(Material shown Opens)
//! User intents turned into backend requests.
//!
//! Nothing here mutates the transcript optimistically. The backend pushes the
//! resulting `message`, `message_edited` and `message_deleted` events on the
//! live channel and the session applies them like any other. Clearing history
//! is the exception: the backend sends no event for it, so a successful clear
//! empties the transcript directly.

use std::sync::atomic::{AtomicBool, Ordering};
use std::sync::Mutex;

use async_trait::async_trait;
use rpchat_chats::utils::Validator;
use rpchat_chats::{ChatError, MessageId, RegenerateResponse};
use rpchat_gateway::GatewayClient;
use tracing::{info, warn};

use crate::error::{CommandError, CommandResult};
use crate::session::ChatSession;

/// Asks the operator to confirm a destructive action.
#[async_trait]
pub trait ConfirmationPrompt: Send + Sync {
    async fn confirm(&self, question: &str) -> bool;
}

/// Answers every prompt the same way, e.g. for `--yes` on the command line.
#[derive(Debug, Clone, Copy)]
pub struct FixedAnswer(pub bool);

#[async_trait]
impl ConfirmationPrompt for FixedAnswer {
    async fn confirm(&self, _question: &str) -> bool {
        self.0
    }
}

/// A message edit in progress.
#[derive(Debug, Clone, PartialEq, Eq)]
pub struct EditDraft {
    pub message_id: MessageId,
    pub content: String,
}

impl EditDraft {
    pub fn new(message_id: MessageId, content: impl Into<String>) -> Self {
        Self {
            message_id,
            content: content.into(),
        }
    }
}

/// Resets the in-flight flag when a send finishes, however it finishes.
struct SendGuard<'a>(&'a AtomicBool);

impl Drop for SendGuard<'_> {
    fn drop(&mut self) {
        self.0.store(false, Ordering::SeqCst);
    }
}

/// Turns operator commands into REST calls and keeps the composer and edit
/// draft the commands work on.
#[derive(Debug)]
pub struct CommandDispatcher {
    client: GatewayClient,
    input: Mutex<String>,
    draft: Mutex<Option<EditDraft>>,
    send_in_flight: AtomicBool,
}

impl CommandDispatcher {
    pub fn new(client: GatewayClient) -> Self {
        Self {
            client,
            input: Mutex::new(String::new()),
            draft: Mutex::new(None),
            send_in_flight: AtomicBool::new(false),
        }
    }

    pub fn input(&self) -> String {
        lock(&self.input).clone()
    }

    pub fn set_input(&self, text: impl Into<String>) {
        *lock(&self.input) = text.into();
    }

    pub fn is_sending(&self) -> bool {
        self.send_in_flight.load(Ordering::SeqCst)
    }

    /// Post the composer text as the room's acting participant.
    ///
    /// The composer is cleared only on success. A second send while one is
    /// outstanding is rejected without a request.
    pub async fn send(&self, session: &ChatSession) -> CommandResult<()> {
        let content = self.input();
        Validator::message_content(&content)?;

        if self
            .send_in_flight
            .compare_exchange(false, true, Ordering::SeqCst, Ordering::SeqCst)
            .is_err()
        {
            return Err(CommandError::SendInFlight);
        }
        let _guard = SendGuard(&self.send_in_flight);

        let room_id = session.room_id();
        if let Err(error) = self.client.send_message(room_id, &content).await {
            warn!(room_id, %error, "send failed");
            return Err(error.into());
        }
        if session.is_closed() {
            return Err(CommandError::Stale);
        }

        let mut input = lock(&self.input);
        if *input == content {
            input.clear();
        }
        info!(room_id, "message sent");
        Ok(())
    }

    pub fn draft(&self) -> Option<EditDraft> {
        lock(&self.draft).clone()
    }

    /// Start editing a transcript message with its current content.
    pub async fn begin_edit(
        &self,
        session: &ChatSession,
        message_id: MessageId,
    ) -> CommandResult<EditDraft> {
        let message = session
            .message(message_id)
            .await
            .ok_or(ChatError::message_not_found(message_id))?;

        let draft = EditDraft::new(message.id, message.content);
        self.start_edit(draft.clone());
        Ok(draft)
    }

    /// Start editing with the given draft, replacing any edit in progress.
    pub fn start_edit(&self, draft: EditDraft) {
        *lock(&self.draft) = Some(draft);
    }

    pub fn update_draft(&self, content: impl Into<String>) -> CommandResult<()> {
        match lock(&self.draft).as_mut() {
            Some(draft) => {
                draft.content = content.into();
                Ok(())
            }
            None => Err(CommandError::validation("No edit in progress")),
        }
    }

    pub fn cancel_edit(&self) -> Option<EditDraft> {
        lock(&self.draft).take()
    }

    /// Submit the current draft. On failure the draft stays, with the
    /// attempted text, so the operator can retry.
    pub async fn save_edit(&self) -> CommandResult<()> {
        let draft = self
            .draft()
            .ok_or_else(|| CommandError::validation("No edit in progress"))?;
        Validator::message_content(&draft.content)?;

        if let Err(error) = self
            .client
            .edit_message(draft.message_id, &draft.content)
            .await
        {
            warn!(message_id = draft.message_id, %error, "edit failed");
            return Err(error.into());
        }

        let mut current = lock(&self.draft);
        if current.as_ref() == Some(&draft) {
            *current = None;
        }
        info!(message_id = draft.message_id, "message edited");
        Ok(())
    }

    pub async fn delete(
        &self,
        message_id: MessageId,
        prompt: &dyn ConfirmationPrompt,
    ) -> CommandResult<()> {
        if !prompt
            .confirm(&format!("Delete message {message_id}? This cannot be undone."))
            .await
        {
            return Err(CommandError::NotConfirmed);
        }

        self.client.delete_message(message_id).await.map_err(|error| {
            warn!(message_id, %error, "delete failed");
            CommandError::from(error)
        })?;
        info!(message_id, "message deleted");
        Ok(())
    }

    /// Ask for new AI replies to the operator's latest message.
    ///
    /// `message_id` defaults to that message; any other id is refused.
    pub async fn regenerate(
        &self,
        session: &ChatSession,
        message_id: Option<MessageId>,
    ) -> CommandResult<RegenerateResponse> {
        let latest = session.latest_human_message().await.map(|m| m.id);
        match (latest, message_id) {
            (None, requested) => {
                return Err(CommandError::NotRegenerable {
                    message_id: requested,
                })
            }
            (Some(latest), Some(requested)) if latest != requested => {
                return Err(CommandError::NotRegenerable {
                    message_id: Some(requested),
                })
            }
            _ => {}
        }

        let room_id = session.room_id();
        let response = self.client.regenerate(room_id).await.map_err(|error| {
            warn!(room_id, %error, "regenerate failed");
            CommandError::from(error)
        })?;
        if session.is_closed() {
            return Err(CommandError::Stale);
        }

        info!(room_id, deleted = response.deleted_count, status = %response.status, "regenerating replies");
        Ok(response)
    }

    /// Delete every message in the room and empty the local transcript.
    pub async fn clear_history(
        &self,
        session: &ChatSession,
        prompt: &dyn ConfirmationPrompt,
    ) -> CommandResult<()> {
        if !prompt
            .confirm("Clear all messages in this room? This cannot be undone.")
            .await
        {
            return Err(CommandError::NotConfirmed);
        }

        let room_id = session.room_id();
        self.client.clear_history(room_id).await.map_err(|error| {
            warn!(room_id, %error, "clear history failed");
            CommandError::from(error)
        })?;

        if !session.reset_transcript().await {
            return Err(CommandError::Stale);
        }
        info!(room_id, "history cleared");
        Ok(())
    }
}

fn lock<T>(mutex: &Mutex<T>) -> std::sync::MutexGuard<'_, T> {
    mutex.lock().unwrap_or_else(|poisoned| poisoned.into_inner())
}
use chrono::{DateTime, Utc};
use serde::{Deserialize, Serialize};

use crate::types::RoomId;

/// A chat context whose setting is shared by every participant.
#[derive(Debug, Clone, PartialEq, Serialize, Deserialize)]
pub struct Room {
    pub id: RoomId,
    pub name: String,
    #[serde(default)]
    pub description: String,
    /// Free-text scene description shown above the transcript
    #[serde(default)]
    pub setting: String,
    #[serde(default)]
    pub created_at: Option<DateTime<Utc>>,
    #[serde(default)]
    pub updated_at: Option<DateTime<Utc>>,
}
(Material shown Closes)
Give the number of lines above that hold "Deserialize", with no other words.

[Finished exercise] 2